**Instructions to follow:**
After finding the line with "let frames = recorder.0.lock().unwrap().clone();" in the entries below, retype exactly each line from there through the line with "for panel in", including that final line.

[Collected data]
----

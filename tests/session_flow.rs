//! End-to-end session runs against a scripted in-process backend.
//!
//! Personas come from a canned JSON reply; each persona's stream is scripted
//! by name so producers can succeed, fail, or hang independently.

use std::collections::HashMap;
use std::sync::atomic::{AtomicBool, Ordering};
use std::sync::{Arc, Mutex};
use std::time::Duration;

use async_trait::async_trait;
use futures::StreamExt;
use ratatui::backend::TestBackend;
use ratatui::Terminal;
use tempfile::TempDir;

use persona_panels::config::SessionConfig;
use persona_panels::llm::types::ChatRequest;
use persona_panels::llm::{ChatBackend, FragmentStream, LlmError};
use persona_panels::session::{PanelView, ProducerOutcome, Session, CANCELLED_MESSAGE};
use persona_panels::storage::TopicStore;
use persona_panels::tui::{FrameSink, TerminalSurface};

#[derive(Clone)]
enum Script {
    Tokens(Vec<&'static str>),
    Refuse(&'static str),
    Hang,
}

struct ScriptedBackend {
    profiles: String,
    scripts: HashMap<&'static str, Script>,
}

impl ScriptedBackend {
    fn new(names: &[(&'static str, Script)]) -> Self {
        let profiles: Vec<_> = names
            .iter()
            .enumerate()
            .map(|(i, (name, _))| {
                serde_json::json!({
                    "name": name,
                    "age": 20 + i,
                    "occupation": "Tester",
                    "personality": "Thorough",
                })
            })
            .collect();
        Self {
            profiles: serde_json::json!({ "profiles": profiles }).to_string(),
            scripts: names.iter().cloned().collect(),
        }
    }

    fn script_for(&self, request: &ChatRequest) -> Script {
        let system = &request.messages[0].content;
        self.scripts
            .iter()
            .find(|(name, _)| system.contains(&format!("Name: {name}\n")))
            .map(|(_, script)| script.clone())
            .unwrap_or(Script::Tokens(vec![]))
    }
}

#[async_trait]
impl ChatBackend for ScriptedBackend {
    async fn complete(&self, _request: ChatRequest) -> Result<String, LlmError> {
        Ok(self.profiles.clone())
    }

    async fn stream(&self, request: ChatRequest) -> Result<FragmentStream, LlmError> {
        match self.script_for(&request) {
            Script::Tokens(tokens) => {
                let stream = futures::stream::iter(tokens).then(|t| async move {
                    tokio::time::sleep(Duration::from_millis(2)).await;
                    Ok::<_, LlmError>(t.to_string())
                });
                Ok(Box::pin(stream))
            }
            Script::Refuse(message) => Err(LlmError::ApiError {
                status: 503,
                message: message.into(),
            }),
            Script::Hang => Ok(Box::pin(futures::stream::pending::<Result<String, LlmError>>())),
        }
    }
}

#[derive(Clone, Default)]
struct Recorder(Arc<Mutex<Vec<Vec<PanelView>>>>);

impl FrameSink for Recorder {
    fn draw(&mut self, panels: &[PanelView]) -> anyhow::Result<()> {
        self.0.lock().unwrap().push(panels.to_vec());
        Ok(())
    }
}

fn config(cache: &TempDir) -> SessionConfig {
    SessionConfig {
        refresh_hz: 100,
        producer_timeout_secs: Some(5),
        cache_dir: cache.path().to_path_buf(),
        ..SessionConfig::default()
    }
}

#[tokio::test(flavor = "multi_thread", worker_threads = 4)]
async fn all_personas_stream_to_completion() {
    let cache = TempDir::new().unwrap();
    let backend = ScriptedBackend::new(&[
        ("Ana", Script::Tokens(vec!["Cities ", "are ", "loud."])),
        ("Ben", Script::Tokens(vec!["I ", "like ", "trains."])),
        ("Cy", Script::Tokens(vec!["Meh."])),
    ]);
    let session = Session::new(Arc::new(backend), config(&cache));
    let recorder = Recorder::default();

    let (report, _) = session
        .run("City Life", 3, || Ok(recorder.clone()), std::future::pending())
        .await
        .unwrap();

    assert!(!report.cancelled);
    let texts: Vec<&str> = report.panels.iter().map(|p| p.text.as_str()).collect();
    assert_eq!(texts, vec!["Cities are loud.", "I like trains.", "Meh."]);
    assert!(report.panels.iter().all(|p| p.done));
    assert_eq!(report.panels[0].label, "Ana (20, Tester, Thorough)");
    assert_eq!(report.outcomes.len(), 3);

    // The last frame the surface saw is the final state
    let frames = recorder.0.lock().unwrap().clone();
    assert_eq!(frames.last().unwrap(), &report.panels);

    // Every frame is index-ordered and only grows
    for pair in frames.windows(2) {
        for panel in &pair[0] {
            let later = pair[1].iter().find(|p| p.index == panel.index).unwrap();
            assert!(later.text.starts_with(&panel.text));
        }
    }

    let log = TopicStore::new(cache.path()).load("City Life").unwrap();
    assert_eq!(log.messages.len(), 3);
}

#[tokio::test]
async fn one_failure_does_not_stall_the_rest() {
    let cache = TempDir::new().unwrap();
    let backend = ScriptedBackend::new(&[
        ("Dee", Script::Refuse("overloaded")),
        ("Eli", Script::Tokens(vec!["ok"])),
    ]);
    let session = Session::new(Arc::new(backend), config(&cache)).without_persistence();

    let (report, _) = session
        .run("t", 2, || Ok(Recorder::default()), std::future::pending())
        .await
        .unwrap();

    assert!(report.panels[0].done);
    assert!(report.panels[0]
        .text
        .starts_with("[error] stream failed: API error (status 503): overloaded"));
    assert_eq!(report.panels[1].text, "ok");

    let outcome_of = |i: usize| {
        report
            .outcomes
            .iter()
            .find(|(idx, _)| *idx == i)
            .map(|(_, o)| o.clone())
            .unwrap()
    };
    assert!(matches!(outcome_of(0), ProducerOutcome::Failed(_)));
    assert_eq!(outcome_of(1), ProducerOutcome::Completed("ok".into()));
    assert!(!cache.path().join("t.json").exists());
}

#[tokio::test]
async fn hung_producer_is_bounded_by_timeout() {
    let cache = TempDir::new().unwrap();
    let backend = ScriptedBackend::new(&[
        ("Flo", Script::Hang),
        ("Gus", Script::Tokens(vec!["fine"])),
    ]);
    let mut cfg = config(&cache);
    cfg.producer_timeout_secs = Some(1);
    let session = Session::new(Arc::new(backend), cfg).without_persistence();

    let (report, _) = tokio::time::timeout(
        Duration::from_secs(10),
        session.run("t", 2, || Ok(Recorder::default()), std::future::pending()),
    )
    .await
    .expect("session should not hang")
    .unwrap();

    assert!(report.panels[0].text.contains("timed out"));
    assert_eq!(report.panels[1].text, "fine");
}

#[tokio::test]
async fn shutdown_aborts_hung_producers() {
    let cache = TempDir::new().unwrap();
    let backend = ScriptedBackend::new(&[("Hal", Script::Hang), ("Ida", Script::Hang)]);
    let mut cfg = config(&cache);
    cfg.producer_timeout_secs = None;
    let session = Session::new(Arc::new(backend), cfg).without_persistence();

    let shutdown = tokio::time::sleep(Duration::from_millis(100));
    let (report, _) = tokio::time::timeout(
        Duration::from_secs(10),
        session.run("t", 2, || Ok(Recorder::default()), shutdown),
    )
    .await
    .expect("shutdown should end the session")
    .unwrap();

    assert!(report.cancelled);
    assert!(report.panels.iter().all(|p| p.done));
    // Either the producer got to register (empty text) or the sweep did
    assert!(report
        .panels
        .iter()
        .all(|p| p.text.is_empty() || p.text == CANCELLED_MESSAGE));
}

#[tokio::test]
async fn bad_persona_reply_falls_back() {
    struct Garbage;

    #[async_trait]
    impl ChatBackend for Garbage {
        async fn complete(&self, _request: ChatRequest) -> Result<String, LlmError> {
            Ok("not json".into())
        }

        async fn stream(&self, _request: ChatRequest) -> Result<FragmentStream, LlmError> {
            Ok(Box::pin(futures::stream::iter(vec![Ok::<_, LlmError>("hello".to_string())])))
        }
    }

    let cache = TempDir::new().unwrap();
    let session = Session::new(Arc::new(Garbage), config(&cache)).without_persistence();
    let (report, _) = session
        .run("t", 2, || Ok(Recorder::default()), std::future::pending())
        .await
        .unwrap();

    assert_eq!(report.personas[0].name, "Agent 1");
    assert_eq!(report.panels[1].label, "Agent 2 (31, Unemployed, Calm)");
    assert!(report.panels.iter().all(|p| p.text == "hello"));
}

/// Persona generation that never answers.
struct Silent;

#[async_trait]
impl ChatBackend for Silent {
    async fn complete(&self, _request: ChatRequest) -> Result<String, LlmError> {
        std::future::pending().await
    }

    async fn stream(&self, _request: ChatRequest) -> Result<FragmentStream, LlmError> {
        Ok(Box::pin(futures::stream::iter(vec![Ok::<_, LlmError>("hello".to_string())])))
    }
}

#[tokio::test]
async fn shutdown_during_persona_generation_opens_nothing() {
    let cache = TempDir::new().unwrap();
    let mut cfg = config(&cache);
    cfg.producer_timeout_secs = None;
    let session = Session::new(Arc::new(Silent), cfg).without_persistence();
    let opened = Arc::new(AtomicBool::new(false));

    let shutdown = tokio::time::sleep(Duration::from_millis(100));
    let open = {
        let opened = opened.clone();
        move || {
            opened.store(true, Ordering::SeqCst);
            Ok(Recorder::default())
        }
    };
    let (report, surface) = tokio::time::timeout(
        Duration::from_secs(2),
        session.run("t", 2, open, shutdown),
    )
    .await
    .expect("shutdown should end persona generation")
    .unwrap();

    assert!(report.cancelled);
    assert!(report.personas.is_empty());
    assert!(report.panels.is_empty());
    assert!(surface.is_none());
    assert!(!opened.load(Ordering::SeqCst));
}

#[tokio::test]
async fn slow_persona_generation_falls_back() {
    let cache = TempDir::new().unwrap();
    let mut cfg = config(&cache);
    cfg.producer_timeout_secs = Some(1);
    let session = Session::new(Arc::new(Silent), cfg).without_persistence();

    let (report, _) = tokio::time::timeout(
        Duration::from_secs(5),
        session.run("t", 2, || Ok(Recorder::default()), std::future::pending()),
    )
    .await
    .expect("persona generation should be bounded")
    .unwrap();

    assert!(!report.cancelled);
    assert_eq!(report.personas[0].name, "Agent 1");
    assert!(report.panels.iter().all(|p| p.done && p.text == "hello"));
}

#[tokio::test]
async fn renders_to_terminal_surface() {
    let cache = TempDir::new().unwrap();
    let backend = ScriptedBackend::new(&[("Jo", Script::Tokens(vec!["Hi ", "there"]))]);
    let session = Session::new(Arc::new(backend), config(&cache)).without_persistence();
    let surface = TerminalSurface::new(Terminal::new(TestBackend::new(50, 8)).unwrap());

    let (_, surface) = session
        .run("t", 1, move || Ok(surface), std::future::pending())
        .await
        .unwrap();
    let surface = surface.expect("surface opened");

    let content: String = surface
        .backend()
        .buffer()
        .content()
        .iter()
        .map(|cell| cell.symbol().to_string())
        .collect();
    assert!(content.contains("Jo (20, Tester, Thorough)"));
    assert!(content.contains("Hi there"));
    assert!(content.contains("done"));
}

----

**Answer section:**
    let frames = recorder.0.lock().unwrap().clone();
    assert_eq!(frames.last().unwrap(), &report.panels);

    // Every frame is index-ordered and only grows
    for pair in frames.windows(2) {
        for panel in &pair[0] {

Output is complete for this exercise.